Initially app started with scraping original https://news.ycombinator.com thread pages and inside the [docs/old-code/scraper](docs/old-code/scraper) folder there is still complete scraper implementation. It uses Axios for fetching html but soon I discovered that their server has very strict rate limiting and such scrapper was getting a lot of unpredictable `ETIMEDOUT` and `ECONNRESET` connection abrupt terminations. It's easy to distinguish Axios from browser so I considered moving to Playwright until I discovered Algolia API https://hn.algolia.com/api.

As stated in docs it has generous rate limiting plan `10000 requests/hour` which is `2.77 requests/second`. Although in practice I experienced more strict rate limits than this, it is still more than enough to easily collect enough data. Especially the fact that you can receive up to 1000 items per a single request. Meaning pagination is almost not needed, although it is implemented. "Who is hiring" threads have up to 700 comments, entire thread can be fetched with a single API request.

Company names are extracted with a simple `|` character Regex from a comment title, this posting convention was enforced around the year 2015, so the database is seeded starting from `'2015-06'` month. You can see all of this in [constants/algolia.ts](constants/algolia.ts).

### Database

Threads are modeled with `Thread` and `Comment` models, although they are named `Month` and `Company` because those words make more sense in context of app logic. `Company` table is both `Company` and `Comment` (job ad) at same time, that is why for example self join is used to extract all ads for a company. `Month` primary key is `name` string in `'YYYY-MM'` format which is sortable.
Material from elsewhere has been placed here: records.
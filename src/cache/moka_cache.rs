//! In-process TTL cache backed by `moka`.

use std::fmt;
use std::time::Duration;

use async_trait::async_trait;
use moka::future::Cache;

use super::{AnalyticsCache, CacheError};

/// Bounded in-memory cache with a fixed time-to-live.
#[derive(Clone)]
pub struct MokaCache {
    inner: Cache<String, serde_json::Value>,
    ttl: Duration,
}

impl MokaCache {
    /// Creates a cache holding at most `max_entries` reports for `ttl`.
    #[must_use]
    pub fn new(max_entries: u64, ttl: Duration) -> Self {
        let inner = Cache::builder()
            .max_capacity(max_entries)
            .time_to_live(ttl)
            .build();
        Self { inner, ttl }
    }
}

impl fmt::Debug for MokaCache {
    fn fmt(&self, f: &mut fmt::Formatter<'_>) -> fmt::Result {
        f.debug_struct("MokaCache")
            .field("entries", &self.inner.entry_count())
            .field("ttl", &self.ttl)
            .finish()
    }
}

#[async_trait]
impl AnalyticsCache for MokaCache {
    async fn get(&self, key: &str) -> Result<Option<serde_json::Value>, CacheError> {
        Ok(self.inner.get(key).await)
    }

    async fn set(&self, key: &str, value: serde_json::Value) -> Result<(), CacheError> {
        self.inner.insert(key.to_string(), value).await;
        Ok(())
    }

    fn ttl(&self) -> Duration {
        self.ttl
    }
}
//! Shared application state injected into all Axum handlers.

use std::sync::Arc;

use crate::service::DashboardService;

/// Shared application state available to all handlers via Axum's
/// `State` extractor.
#[derive(Debug, Clone)]
pub struct AppState {
    /// Report engine behind every dashboard endpoint.
    pub dashboard: Arc<DashboardService>,
}

impl AppState {
    /// Wraps a dashboard service for sharing across handlers.
    #[must_use]
    pub fn new(dashboard: DashboardService) -> Self {
        Self {
            dashboard: Arc::new(dashboard),
        }
    }
}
Important implementation detail is that database connection is done as Singleton factory function and this way removed from the global scope. This allows the Next.js app to be built without requiring database connection at build time which significantly simplifies the build process. See this [Github discussion](https://github.com/vercel/next.js/discussions/35534#discussioncomment-11385544). The same Singleton factory is reused for both Keyv and Axios instances [utils/singleton.ts](utils/singleton.ts).
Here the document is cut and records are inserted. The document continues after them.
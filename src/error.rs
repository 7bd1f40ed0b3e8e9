//! Analytics error types with HTTP status code mapping.
//!
//! [`AnalyticsError`] is the only error that reaches handlers. Malformed
//! filter input never produces one (it is defaulted instead), so the
//! variants cover authentication, tenant scoping and storage failures.

use axum::http::StatusCode;
use axum::response::{IntoResponse, Response};
use serde::{Deserialize, Serialize};
use utoipa::ToSchema;

/// Structured JSON error response body.
///
/// ```json
/// { "message": "not allowed to access the requested company", "code": 2001 }
/// ```
#[derive(Debug, Serialize, Deserialize, ToSchema)]
pub struct ErrorResponse {
    /// Human-readable error message.
    pub message: String,
    /// Numeric error code.
    pub code: u32,
}

/// Server-side error enum with HTTP status code mapping.
///
/// # Error Code Ranges
///
/// | Range     | Category        | HTTP Status                |
/// |-----------|-----------------|----------------------------|
/// | 1000–1999 | Authentication  | 401 Unauthorized           |
/// | 2000–2999 | Authorization   | 403 Forbidden              |
/// | 3000–3999 | Server          | 500 Internal Server Error  |
#[derive(Debug, thiserror::Error)]
pub enum AnalyticsError {
    /// No valid tenant identity on the request.
    #[error("authentication required")]
    Unauthenticated,

    /// Tenant asked for a company or car outside its ownership.
    #[error("{0}")]
    Forbidden(String),

    /// Database query failed.
    #[error("storage error: {0}")]
    Storage(String),

    /// Internal server error.
    #[error("internal error: {0}")]
    Internal(String),
}

impl AnalyticsError {
    /// Refusal for a company the tenant does not own.
    #[must_use]
    pub fn company_not_allowed() -> Self {
        Self::Forbidden("not allowed to access the requested company".to_string())
    }

    /// Refusal for a car outside the tenant's companies.
    #[must_use]
    pub fn car_not_allowed() -> Self {
        Self::Forbidden("not allowed to access the requested car".to_string())
    }

    /// Returns the numeric error code for this variant.
    #[must_use]
    pub const fn error_code(&self) -> u32 {
        match self {
            Self::Unauthenticated => 1001,
            Self::Forbidden(_) => 2001,
            Self::Storage(_) => 3001,
            Self::Internal(_) => 3000,
        }
    }

    /// Returns the HTTP status code for this variant.
    #[must_use]
    pub const fn status_code(&self) -> StatusCode {
        match self {
            Self::Unauthenticated => StatusCode::UNAUTHORIZED,
            Self::Forbidden(_) => StatusCode::FORBIDDEN,
            Self::Storage(_) | Self::Internal(_) => StatusCode::INTERNAL_SERVER_ERROR,
        }
    }
}

impl From<sqlx::Error> for AnalyticsError {
    fn from(err: sqlx::Error) -> Self {
        Self::Storage(err.to_string())
    }
}

impl IntoResponse for AnalyticsError {
    fn into_response(self) -> Response {
        let status = self.status_code();
        if status.is_server_error() {
            tracing::error!(error = %self, "request failed");
        }
        let body = ErrorResponse {
            code: self.error_code(),
            message: self.to_string(),
        };
        let mut response = axum::Json(body).into_response();
        *response.status_mut() = status;
        response
    }
}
You can check schema in [modules/database/schema.ts](modules/database/schema.ts).

Database has just a single insert query, when a new month is parsed with scheduled cron job. Or by calling seeding job, which is mostly not needed because the seeded database for a range `2015-06` - `2024-11` is provided and committed in Git in [data/database/backup](data/database/backup) folder.
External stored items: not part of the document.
#[async_trait]
impl AnalyticsStore for PostgresStore {
    async fn owned_company_ids(&self, tenant: TenantId) -> Result<Vec<CompanyId>, AnalyticsError> {
        let ids = sqlx::query_scalar::<_, i64>("SELECT id FROM companies WHERE owner_id = $1 ORDER BY id")
            .bind(tenant.get())
            .fetch_all(&self.pool)
            .await?;
        Ok(ids.into_iter().map(CompanyId::new).collect())
    }

    async fn car_company(&self, car: CarId) -> Result<Option<CompanyId>, AnalyticsError> {
        let company = sqlx::query_scalar::<_, i64>("SELECT company_id FROM cars WHERE id = $1")
            .bind(car.get())
            .fetch_optional(&self.pool)
            .await?;
        Ok(company.map(CompanyId::new))
    }

    async fn scope_currency(
        &self,
        companies: &[CompanyId],
    ) -> Result<Option<String>, AnalyticsError> {
        let keys: Vec<i64> = companies.iter().map(|c| c.get()).collect();
        let currency = sqlx::query_scalar::<_, String>(
            "SELECT currency FROM companies \
             WHERE id = ANY($1) AND currency IS NOT NULL AND currency <> '' \
             ORDER BY id LIMIT 1",
        )
        .bind(keys)
        .fetch_optional(&self.pool)
        .await?;
        Ok(currency)
    }

    async fn booking_totals(&self, query: &BookingQuery) -> Result<BookingTotals, AnalyticsError> {
        let mut qb = QueryBuilder::<Postgres>::new(
            "SELECT COUNT(*)::BIGINT, COALESCE(SUM(b.total_amount), 0)::NUMERIC \
             FROM bookings b WHERE ",
        );
        push_booking_predicate(&mut qb, "b", query);

        let (bookings, revenue) = qb
            .build_query_as::<(i64, Decimal)>()
            .fetch_one(&self.pool)
            .await?;
        Ok(BookingTotals { bookings, revenue })
    }

    async fn paid_total(&self, query: &PaymentQuery) -> Result<Decimal, AnalyticsError> {
        let mut qb =
            QueryBuilder::<Postgres>::new("SELECT COALESCE(SUM(p.amount), 0)::NUMERIC FROM payments p WHERE ");
        push_paid_predicate(&mut qb, query);

        let total = qb
            .build_query_scalar::<Decimal>()
            .fetch_one(&self.pool)
            .await?;
        Ok(total)
    }

    async fn monthly_bookings(
        &self,
        query: &BookingQuery,
    ) -> Result<Vec<MonthBucket>, AnalyticsError> {
        let columns = query.window.map_or(COMPLETION_REFERENCE, |w| w.columns);
        let mut qb = QueryBuilder::<Postgres>::new(format!(
            "SELECT date_trunc('month', {})::date AS month, COUNT(*)::BIGINT, \
             COALESCE(SUM(b.total_amount), 0)::NUMERIC FROM bookings b WHERE ",
            date_expr("b", columns)
        ));
        push_booking_predicate(&mut qb, "b", query);
        qb.push(" GROUP BY 1 ORDER BY 1");

        let rows = qb
            .build_query_as::<(NaiveDate, i64, Decimal)>()
            .fetch_all(&self.pool)
            .await?;
        Ok(rows
            .into_iter()
            .map(|(month, bookings, revenue)| MonthBucket {
                month,
                bookings,
                revenue,
            })
            .collect())
    }

    async fn monthly_payments(
        &self,
        query: &PaymentQuery,
    ) -> Result<Vec<MonthAmount>, AnalyticsError> {
        let mut qb = QueryBuilder::<Postgres>::new(
            "SELECT date_trunc('month', p.paid_at)::date AS month, \
             COALESCE(SUM(p.amount), 0)::NUMERIC FROM payments p WHERE ",
        );
        push_paid_predicate(&mut qb, query);
        qb.push(" GROUP BY 1 ORDER BY 1");

        let rows = qb
            .build_query_as::<(NaiveDate, Decimal)>()
            .fetch_all(&self.pool)
            .await?;
        Ok(rows
            .into_iter()
            .map(|(month, amount)| MonthAmount { month, amount })
            .collect())
    }

    async fn bookings_by_car(&self, query: &BookingQuery) -> Result<Vec<CarBucket>, AnalyticsError> {
        let mut qb = QueryBuilder::<Postgres>::new(
            "SELECT b.car_id, COUNT(*)::BIGINT, COALESCE(SUM(b.total_amount), 0)::NUMERIC \
             FROM bookings b WHERE ",
        );
        push_booking_predicate(&mut qb, "b", query);
        qb.push(" GROUP BY b.car_id");

        let rows = qb
            .build_query_as::<(i64, i64, Decimal)>()
            .fetch_all(&self.pool)
            .await?;
        Ok(rows
            .into_iter()
            .map(|(car_id, bookings, revenue)| CarBucket {
                car_id: CarId::new(car_id),
                bookings,
                revenue,
            })
            .collect())
    }

    async fn payments_by_car(&self, query: &PaymentQuery) -> Result<Vec<CarAmount>, AnalyticsError> {
        let mut qb = QueryBuilder::<Postgres>::new(
            "SELECT bk.car_id, COALESCE(SUM(p.amount), 0)::NUMERIC \
             FROM payments p JOIN bookings bk ON bk.id = p.booking_id WHERE ",
        );
        push_paid_predicate(&mut qb, query);
        qb.push(" GROUP BY bk.car_id");

        let rows = qb
            .build_query_as::<(i64, Decimal)>()
            .fetch_all(&self.pool)
            .await?;
        Ok(rows
            .into_iter()
            .map(|(car_id, amount)| CarAmount {
                car_id: CarId::new(car_id),
                amount,
            })
            .collect())
    }

    async fn fleet(&self, scope: &Scope) -> Result<Vec<Car>, AnalyticsError> {
        let mut qb = QueryBuilder::<Postgres>::new(
            "SELECT c.id, c.company_id, COALESCE(c.plate_number, ''), COALESCE(c.brand, ''), \
             COALESCE(c.model, ''), COALESCE(c.availability_status, ''), c.vehicle_class \
             FROM cars c WHERE c.company_id = ANY(",
        );
        qb.push_bind(scope.company_keys());
        qb.push(")");
        if let Some(car) = scope.car_id {
            qb.push(" AND c.id = ");
            qb.push_bind(car.get());
        }
        qb.push(" ORDER BY c.id");

        let rows = qb
            .build_query_as::<(i64, i64, String, String, String, String, Option<String>)>()
            .fetch_all(&self.pool)
            .await?;
        Ok(rows
            .into_iter()
            .map(
                |(id, company_id, plate_number, brand, model, availability_status, vehicle_class)| {
                    Car {
                        id: CarId::new(id),
                        company_id: CompanyId::new(company_id),
                        plate_number,
                        brand,
                        model,
                        availability_status,
                        vehicle_class,
                    }
                },
            )
            .collect())
    }

    async fn occupancies(&self, query: &OccupancyQuery) -> Result<Vec<Occupancy>, AnalyticsError> {
        let until = date_expr("b", COMPLETION_REFERENCE);
        let mut qb = QueryBuilder::<Postgres>::new(format!(
            "SELECT b.car_id, b.start_date, {until} FROM bookings b WHERE "
        ));
        push_booking_predicate(
            &mut qb,
            "b",
            &BookingQuery {
                scope: query.scope.clone(),
                statuses: query.statuses.clone(),
                window: None,
            },
        );
        qb.push(" AND b.start_date <= ");
        qb.push_bind(query.range.end);
        qb.push(format!(" AND {until} >= "));
        qb.push_bind(query.range.start);

        let rows = qb
            .build_query_as::<(i64, NaiveDateTime, NaiveDateTime)>()
            .fetch_all(&self.pool)
            .await?;
        Ok(rows
            .into_iter()
            .map(|(car_id, start, until)| Occupancy {
                car_id: CarId::new(car_id),
                start,
                until,
            })
            .collect())
    }

    async fn upcoming_bookings(
        &self,
        scope: &Scope,
        from: NaiveDateTime,
        limit_rows: u32,
    ) -> Result<Vec<UpcomingBookingRow>, AnalyticsError> {
        let mut qb = QueryBuilder::<Postgres>::new(
            "SELECT b.id, b.car_id, COALESCE(c.plate_number, ''), \
             TRIM(CONCAT(c.brand, ' ', c.model)), COALESCE(b.borrower_name, ''), \
             b.destination, b.start_date, b.end_date, b.total_amount \
             FROM bookings b JOIN cars c ON c.id = b.car_id WHERE ",
        );
        push_scope(&mut qb, "b", scope);
        qb.push(" AND b.status::text = ");
        qb.push_bind(BookingStatus::Reserved.as_str());
        qb.push(" AND b.start_date >= ");
        qb.push_bind(from);
        qb.push(" ORDER BY b.start_date ASC, b.id ASC LIMIT ");
        qb.push_bind(limit(limit_rows));

        #[allow(clippy::type_complexity)]
        let rows = qb
            .build_query_as::<(
                i64,
                i64,
                String,
                String,
                String,
                Option<String>,
                NaiveDateTime,
                Option<NaiveDateTime>,
                Decimal,
            )>()
            .fetch_all(&self.pool)
            .await?;
        Ok(rows
            .into_iter()
            .map(
                |(id, car_id, plate_number, vehicle, borrower_name, destination, start, end, total)| {
                    UpcomingBookingRow {
                        booking_id: BookingId::new(id),
                        car_id: CarId::new(car_id),
                        plate_number,
                        vehicle,
                        borrower_name,
                        destination,
                        start,
                        end,
                        total_amount: total,
                    }
                },
            )
            .collect())
    }

    async fn recent_events(
        &self,
        scope: &Scope,
        limit_rows: u32,
    ) -> Result<Vec<DashboardEvent>, AnalyticsError> {
        let rows = sqlx::query_as::<_, (i64, i64, String, String, NaiveDateTime)>(
            "SELECT id, company_id, event_type, message, occurred_at FROM dashboard_events \
             WHERE company_id = ANY($1) ORDER BY occurred_at DESC, id DESC LIMIT $2",
        )
        .bind(scope.company_keys())
        .bind(limit(limit_rows))
        .fetch_all(&self.pool)
        .await?;

        Ok(rows
            .into_iter()
            .map(
                |(id, company_id, event_type, message, occurred_at)| DashboardEvent {
                    id,
                    company_id: CompanyId::new(company_id),
                    event_type,
                    message,
                    occurred_at,
                },
            )
            .collect())
    }

    async fn latest_fleet_metrics(
        &self,
        companies: &[CompanyId],
    ) -> Result<Vec<DailyFleetMetric>, AnalyticsError> {
        let keys: Vec<i64> = companies.iter().map(|c| c.get()).collect();
        let rows = sqlx::query_as::<_, (i64, NaiveDate, i64, i64, i64, i64)>(
            "SELECT DISTINCT ON (company_id) company_id, metric_date, total_cars::BIGINT, \
             active_cars::BIGINT, available_cars::BIGINT, unavailable_cars::BIGINT \
             FROM daily_fleet_metrics WHERE company_id = ANY($1) \
             ORDER BY company_id, metric_date DESC",
        )
        .bind(keys)
        .fetch_all(&self.pool)
        .await?;

        Ok(rows
            .into_iter()
            .map(
                |(company_id, metric_date, total_cars, active_cars, available_cars, unavailable_cars)| {
                    DailyFleetMetric {
                        company_id: CompanyId::new(company_id),
                        metric_date,
                        total_cars,
                        active_cars,
                        available_cars,
                        unavailable_cars,
                    }
                },
            )
            .collect())
    }
}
There is a number of select queries inside [modules/database/select](modules/database/select) to extract all wanted data, some of them are more complex. I decided not to use ORM this time and to stick to light weight solution with `better-sqlite3` library.

#### Database ER diagram

![Database ER diagram](docs/screenshots/hn-new-jobs-database-er-diagram.png)

### Caching

Like stated in the previous section, database is dominantly read only which allowed for easy caching of query responses. This improved SSR pages loading performance from `1200 ms` to `400 ms`. There is just a single invalidation event, when new month is parsed, you can see it in [modules/parser/calls.ts](modules/parser/calls.ts).

Keyv library with KeyvFile is used for caching both http requests and database queries into `.json` files. Invalidating cache entry does not seem to remove it from the `.json` file to save space, this requires more research and it is added to [Todo](#todo) list.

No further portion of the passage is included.